At first everything is perfect. Garrigan spends most of his time as a playboy, only rarely consulting at the city’s main hospital. His visits to Amin are frequent but more often for cocktails than complaints. However, the more time he spends around Amin, the more he comes to realize that all is not as it seems. After an assassination attempt on Amin’s life that Garrigan is witness to, the true character of his benefactor’s loathsome and murderous nature is revealed.

“He’s always been like this,” Amin’s neglected third wife and Garrigan’s secret lover, tells him. “He simply chose not to show you until now.”

It’s not as if he didn’t have any warnings. The capitol city is swarming with Uganda’s British puppet masters, the European men who pulled the strings in order to hand Amin the throne only to find that in the quest for Britain’s self interests, they have elevated a mad man. When Garrigan is approached and asked to spy on Amin, initially his idealistic skepticism and fierce Scottish resentment over English manipulation wins out. But the more Garrigan sees, the more he realizes the horrors are true. Worse, in his blind trust of Amin, he is at least tangentially responsible for some of the dictator’s more unsavory actions.

It is not that Garrigan is a bad man.
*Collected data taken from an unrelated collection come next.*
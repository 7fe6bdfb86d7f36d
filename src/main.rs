//! Entry point for `fesom-diag`.
//! Parses the command line, loads the mesh and dispatches to the diagnostics.

use clap::Parser;
use fesom_diag::data::{get_data, DataOptions};
use fesom_diag::diagnostics::{hovm_data, hovm_mean, ice_area_with, ice_ext_with, ice_vol_with, IceOptions};
use fesom_diag::field::FieldData;
use fesom_diag::mesh::{load_mesh, Mesh, MeshConfig};
use fesom_diag::meshdiag::{get_meshdiag, MeshDiag};
use fesom_diag::metadata::{list_records, print_mesh_summary, print_records};
use fesom_diag::netcdf_io::NetCDFWriter;
use fesom_diag::parallel::ParallelConfig;
use fesom_diag::Result;
use ndarray::s;
use std::process::ExitCode;
use tracing::error;
use tracing_subscriber::{layer::SubscriberExt, util::SubscriberInitExt};

mod cli;

use cli::{Cli, Command, DataArgs, IceKind, MeshArgs};

fn init_logging(verbose: bool) {
    let default = if verbose { "fesom_diag=debug" } else { "fesom_diag=warn" };
    tracing_subscriber::registry()
        .with(
            tracing_subscriber::EnvFilter::try_from_default_env()
                .unwrap_or_else(|_| default.into()),
        )
        .with(tracing_subscriber::fmt::layer().with_writer(std::io::stderr))
        .init();
}

fn mesh_config(args: &MeshArgs) -> MeshConfig {
    if args.geographic {
        MeshConfig::geographic()
    } else {
        args.abg
            .map_or_else(MeshConfig::default, |abg| MeshConfig { abg: Some(abg) })
    }
}

fn open_mesh(args: &MeshArgs) -> Result<Mesh> {
    let mesh = load_mesh(&args.mesh, &mesh_config(args))?;
    println!(
        "Loaded mesh {} ({} nodes, {} elements)",
        args.mesh.display(),
        mesh.n2d,
        mesh.e2d
    );
    Ok(mesh)
}

fn read_field(args: &DataArgs, mesh: &Mesh) -> Result<FieldData> {
    let options = DataOptions {
        depth: args.depth,
        how: args.how,
        compute: true,
        runid: args.runid.clone(),
        records: None,
    };
    get_data(&args.results, &args.variable, args.years.clone(), mesh, &options)
}

fn print_meshdiag(diag: &MeshDiag) {
    println!("\n Mesh diagnostics");
    println!("====================");
    println!("    levels = {}, layers = {}", diag.nz(), diag.nz1());
    println!("    surface area = {:.6e} m2", diag.surface_area().sum());
    println!("    ocean volume = {:.6e} m3", diag.total_volume());
    for (k, (depth, area)) in diag
        .zbar
        .iter()
        .zip(diag.nod_area.rows())
        .enumerate()
    {
        println!("    {k:>3} {depth:>8.1} m  {:.6e} m2", area.sum());
    }
}

fn run(cli: Cli) -> Result<()> {
    ParallelConfig::new(cli.threads).setup_global_pool()?;

    match cli.command {
        Command::Info {
            mesh,
            results,
            runid,
        } => {
            let mesh = open_mesh(&mesh)?;
            print_mesh_summary(&mesh);
            if let Some(results) = results {
                print_records(&list_records(&results, &runid)?);
            }
        }

        Command::Meshdiag {
            mesh,
            meshdiag,
            output_netcdf,
        } => {
            let mesh = open_mesh(&mesh)?;
            let diag = get_meshdiag(&mesh, meshdiag.as_deref())?;
            match output_netcdf {
                Some(path) => {
                    NetCDFWriter::new(&path).write_meshdiag(&diag)?;
                    println!("✅ Saved mesh diagnostics to {}", path.display());
                }
                None => print_meshdiag(&diag),
            }
        }

        Command::Ice {
            data,
            kind,
            hemisphere,
            threshold,
            output_netcdf,
        } => {
            let mesh = open_mesh(&data.mesh)?;
            let field = read_field(&data, &mesh)?;
            let options = IceOptions {
                hemisphere: hemisphere.into(),
                extent_threshold: threshold,
                ..IceOptions::default()
            };
            let series = match kind {
                IceKind::Extent => ice_ext_with(&field, &mesh, &options)?,
                IceKind::Area => ice_area_with(&field, &mesh, &options)?,
                IceKind::Volume => ice_vol_with(&field, &mesh, &options)?,
            };
            match output_netcdf {
                Some(path) => {
                    NetCDFWriter::new(&path).write_time_series(&series)?;
                    println!("✅ Saved {} to {}", series.name, path.display());
                }
                None => {
                    println!("\n {} ({})", series.name, series.units);
                    for (i, value) in series.values.iter().enumerate() {
                        println!("    {i:>4} {value:.6e}");
                    }
                }
            }
        }

        Command::Hovm {
            data,
            meshdiag,
            output_netcdf,
        } => {
            let mesh = open_mesh(&data.mesh)?;
            let diag = get_meshdiag(&mesh, meshdiag.as_deref())?;
            let field = read_field(&data, &mesh)?;
            let hovm = hovm_data(&field, &mesh, Some(&diag))?;
            println!(
                "Hovmöller matrix of {}: {} x {}, mean {:.6}",
                data.variable,
                hovm.nrows(),
                hovm.ncols(),
                hovm_mean(&hovm)
            );
            if let Some(path) = output_netcdf {
                // Fields on levels (nz) rather than layers (nz1)
                let depths = if hovm.ncols() == diag.nz1() {
                    diag.z.view()
                } else {
                    diag.zbar.slice(s![..hovm.ncols()])
                };
                NetCDFWriter::new(&path).write_hovmoller(&data.variable, &hovm, None, depths)?;
                println!("✅ Saved result to {}", path.display());
            }
        }
    }

    Ok(())
}

fn main() -> ExitCode {
    let cli = Cli::parse();
    init_logging(cli.verbose);

    match run(cli) {
        Ok(()) => ExitCode::SUCCESS,
        Err(e) => {
            error!(error = %e, "fesom-diag failed");
            eprintln!("Error: {e}");
            ExitCode::FAILURE
        }
    }
}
He’s not. He’s actually a very caring, compassionate and loving man. But he is young, and interested only in himself, in what fun can be had. Endowed with a disproportionate hedonism, he blinds himself to the suffering his narcissism allows and in some cases, produces.
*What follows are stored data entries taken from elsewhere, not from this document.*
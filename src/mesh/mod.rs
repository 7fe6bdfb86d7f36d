//! Unstructured FESOM2 mesh
//!
//! A [`Mesh`] is read once from a mesh directory holding `nod2d.out`,
//! `elem2d.out` and `aux3d.out`, and is immutable afterwards. Repeated loads
//! of the same directory should go through a [`MeshCache`].

pub mod cache;
pub mod geometry;
pub mod reader;
pub mod rotation;

pub use cache::MeshCache;
pub use rotation::DEFAULT_ABG;

use crate::errors::{FesomError, Result};
use ndarray::Array1;
use std::path::{Path, PathBuf};
use tracing::{debug, info};

/// Options controlling how a mesh directory is interpreted
#[derive(Debug, Clone, Copy, PartialEq)]
pub struct MeshConfig {
    /// Euler angles (degrees) of the rotated model frame. `None` means the
    /// node coordinates are already geographic.
    pub abg: Option<[f64; 3]>,
}

impl Default for MeshConfig {
    fn default() -> Self {
        Self {
            abg: Some(DEFAULT_ABG),
        }
    }
}

impl MeshConfig {
    /// Configuration for meshes stored in geographic coordinates
    pub fn geographic() -> Self {
        Self { abg: None }
    }
}

/// In-memory representation of a FESOM2 mesh
#[derive(Debug, Clone)]
pub struct Mesh {
    /// Directory the mesh was read from
    pub path: PathBuf,
    /// Number of surface nodes
    pub n2d: usize,
    /// Number of surface elements
    pub e2d: usize,
    /// Geographic longitude of every node, degrees
    pub lon: Array1<f64>,
    /// Geographic latitude of every node, degrees
    pub lat: Array1<f64>,
    /// Node flags from `nod2d.out` (coast/open boundary markers)
    pub node_flags: Vec<i32>,
    /// Zero-based node indices of every element
    pub elem: Vec<[usize; 3]>,
    /// Surface area of each node's control volume, m²
    pub node_area: Array1<f64>,
    /// Depth levels, metres, positive downwards, surface first
    pub zlev: Array1<f64>,
    /// Bottom depth of each node, metres, when `aux3d.out` provides it
    pub topo: Option<Array1<f64>>,
}

impl Mesh {
    /// Assemble a mesh from its parts, validating the invariants
    ///
    /// Node areas are computed from the elements on a sphere of
    /// [`geometry::EARTH_RADIUS`].
    ///
    /// # Errors
    ///
    /// Returns an error when coordinates, elements or levels are inconsistent.
    pub fn from_parts(
        path: impl Into<PathBuf>,
        lon: Vec<f64>,
        lat: Vec<f64>,
        elem: Vec<[usize; 3]>,
        zlev: Vec<f64>,
        topo: Option<Vec<f64>>,
    ) -> Result<Self> {
        let n2d = lon.len();
        if lat.len() != n2d {
            return Err(FesomError::shape("latitudes", n2d, lat.len()));
        }
        if let Some(bad) = elem.iter().flatten().find(|&&i| i >= n2d) {
            return Err(FesomError::InvalidArgument(format!(
                "element references node {bad}, mesh has {n2d} nodes"
            )));
        }
        if zlev.first().is_some_and(|&z| z != 0.0) || zlev.windows(2).any(|w| w[1] <= w[0]) {
            return Err(FesomError::InvalidArgument(
                "depth levels must start at 0 and increase strictly".to_string(),
            ));
        }
        if let Some(topo) = &topo {
            if topo.len() != n2d {
                return Err(FesomError::shape("bottom depths", n2d, topo.len()));
            }
        }

        let node_area = lumped_node_area(&lon, &lat, &elem, |_| true);

        Ok(Self {
            path: path.into(),
            n2d,
            e2d: elem.len(),
            lon: Array1::from(lon),
            lat: Array1::from(lat),
            node_flags: vec![0; n2d],
            elem,
            node_area,
            zlev: Array1::from(zlev),
            topo: topo.map(Array1::from),
        })
    }

    /// Number of depth levels
    pub fn nlev(&self) -> usize {
        self.zlev.len()
    }

    /// Number of layers between depth levels
    pub fn nlayers(&self) -> usize {
        self.zlev.len().saturating_sub(1)
    }

    /// Mid depths of the layers between consecutive levels
    pub fn layer_depths(&self) -> Array1<f64> {
        self.zlev
            .iter()
            .zip(self.zlev.iter().skip(1))
            .map(|(top, bottom)| 0.5 * (top + bottom))
            .collect()
    }

    /// Number of levels that lie at or above the bottom of each node
    ///
    /// Without bottom depths every node spans the full column.
    pub fn node_levels(&self) -> Vec<usize> {
        match &self.topo {
            Some(topo) => topo
                .iter()
                .map(|&bottom| {
                    self.zlev
                        .iter()
                        .take_while(|&&z| z <= bottom + 1e-6)
                        .count()
                })
                .collect(),
            None => vec![self.nlev(); self.n2d],
        }
    }

    /// Total ocean surface area, m²
    pub fn total_area(&self) -> f64 {
        self.node_area.sum()
    }
}

/// Sum one third of each selected element's area onto its nodes.
pub(crate) fn lumped_node_area(
    lon: &[f64],
    lat: &[f64],
    elem: &[[usize; 3]],
    include: impl Fn(usize) -> bool,
) -> Array1<f64> {
    let mut area = Array1::<f64>::zeros(lon.len());
    for (e, nodes) in elem.iter().enumerate() {
        if !include(e) {
            continue;
        }
        let third = element_area(lon, lat, nodes) / 3.0;
        for &n in nodes {
            area[n] += third;
        }
    }
    area
}

pub(crate) fn element_area(lon: &[f64], lat: &[f64], nodes: &[usize; 3]) -> f64 {
    geometry::spherical_triangle_area(
        (*nodes).map(|n| (lon[n], lat[n])),
        geometry::EARTH_RADIUS,
    )
}

/// Load a FESOM2 mesh from a directory
///
/// # Arguments
///
/// * `path` - Directory containing `nod2d.out`, `elem2d.out` and `aux3d.out`
/// * `config` - Coordinate rotation settings
///
/// # Errors
///
/// Returns an error if a mesh file is missing or malformed.
pub fn load_mesh(path: impl AsRef<Path>, config: &MeshConfig) -> Result<Mesh> {
    let dir = path.as_ref();
    info!(path = %dir.display(), "loading mesh");

    let reader::RawNodes {
        mut lon,
        mut lat,
        flags,
    } = reader::read_nodes(dir)?;
    if let Some(abg) = config.abg {
        rotation::rotated_to_geographic(abg, &mut lon, &mut lat);
    }

    let elem = reader::read_elements(dir, lon.len())?;
    let levels = reader::read_levels(dir, lon.len())?;

    let mut mesh = Mesh::from_parts(dir, lon, lat, elem, levels.zlev, levels.topo)?;
    mesh.node_flags = flags;

    debug!(
        n2d = mesh.n2d,
        e2d = mesh.e2d,
        nlev = mesh.nlev(),
        "mesh loaded"
    );
    Ok(mesh)
}
//! Explicit, caller-owned cache of parsed meshes.
//!
//! Entries are keyed by the canonical mesh directory and remember a
//! fingerprint of the mesh files. A changed file or a different
//! [`MeshConfig`] forces a reload.

use super::{load_mesh, reader, Mesh, MeshConfig};
use crate::errors::Result;
use std::collections::HashMap;
use std::fs;
use std::path::{Path, PathBuf};
use std::sync::Arc;
use std::time::SystemTime;
use tracing::debug;

/// Size and modification time of the files a mesh is built from, plus the
/// configuration it was built with.
#[derive(Debug, Clone, PartialEq)]
pub struct Fingerprint {
    files: Vec<(u64, Option<SystemTime>)>,
    config: MeshConfig,
}

impl Fingerprint {
    /// Fingerprint the mesh files of `dir`
    ///
    /// # Errors
    ///
    /// Returns an I/O error if one of the mesh files cannot be inspected.
    pub fn of(dir: &Path, config: &MeshConfig) -> Result<Self> {
        let files = [reader::NOD2D_FILE, reader::ELEM2D_FILE, reader::AUX3D_FILE]
            .iter()
            .map(|name| {
                let meta = fs::metadata(dir.join(name))?;
                Ok((meta.len(), meta.modified().ok()))
            })
            .collect::<Result<Vec<_>>>()?;
        Ok(Self {
            files,
            config: *config,
        })
    }
}

#[derive(Debug)]
struct Entry {
    fingerprint: Fingerprint,
    mesh: Arc<Mesh>,
}

/// Cache of loaded meshes
#[derive(Debug, Default)]
pub struct MeshCache {
    entries: HashMap<PathBuf, Entry>,
}

impl MeshCache {
    pub fn new() -> Self {
        Self::default()
    }

    /// Return the cached mesh for `path`, loading it if it is absent or stale
    ///
    /// # Errors
    ///
    /// Returns an error if the mesh files cannot be read or parsed.
    pub fn get_or_load(&mut self, path: impl AsRef<Path>, config: &MeshConfig) -> Result<Arc<Mesh>> {
        let key = fs::canonicalize(path.as_ref())?;
        let fingerprint = Fingerprint::of(&key, config)?;

        if let Some(entry) = self.entries.get(&key) {
            if entry.fingerprint == fingerprint {
                debug!(path = %key.display(), "mesh cache hit");
                return Ok(Arc::clone(&entry.mesh));
            }
            debug!(path = %key.display(), "mesh files changed, reloading");
        }

        let mesh = Arc::new(load_mesh(&key, config)?);
        self.entries.insert(
            key,
            Entry {
                fingerprint,
                mesh: Arc::clone(&mesh),
            },
        );
        Ok(mesh)
    }

    /// Drop the entry for `path`. Returns whether an entry was present.
    pub fn invalidate(&mut self, path: impl AsRef<Path>) -> bool {
        let key = fs::canonicalize(path.as_ref()).unwrap_or_else(|_| path.as_ref().to_path_buf());
        self.entries.remove(&key).is_some()
    }

    /// Drop every entry
    pub fn clear(&mut self) {
        self.entries.clear();
    }

    pub fn len(&self) -> usize {
        self.entries.len()
    }

    pub fn is_empty(&self) -> bool {
        self.entries.is_empty()
    }
}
Forest Whitaker does an extraordinary job in a tour-de-force performance that chews up the scenery without once going over the top. He portrays Amin as funny, vulnerable, tender and enigmatic — all without ever letting us forget he was a maniacal monster. Like Helen Mirren’s exquisite performance as the regal Elizabeth in The Queen, Whitaker embodies the role, channeling and not merely acting. When the film ends with clips of the actual man, you realize just how good he truly was.

Only slightly less praiseworthy is relative new-comer James McAvoy who plays Nicholas Garrigan with just the right balance of narcissism, idealism and compassion. Garrigan represents all of us — everyone deceived, tricked or seduced by great power and praise. But there comes a time when you can no longer run from what you’ve done, when you must confront the culpability of your own actions and face the consequences of your sins committed either by commission or omission.

The Last King of Scotland is a brutal film — a commentary on manipulation, a cautionary tale on the terrible dangers of self-absorption and even manages to become a commentary on political meddling. Ultimately though, one is left with one disturbing and nagging question: to what degree are we all complicate in evil and guilty by association?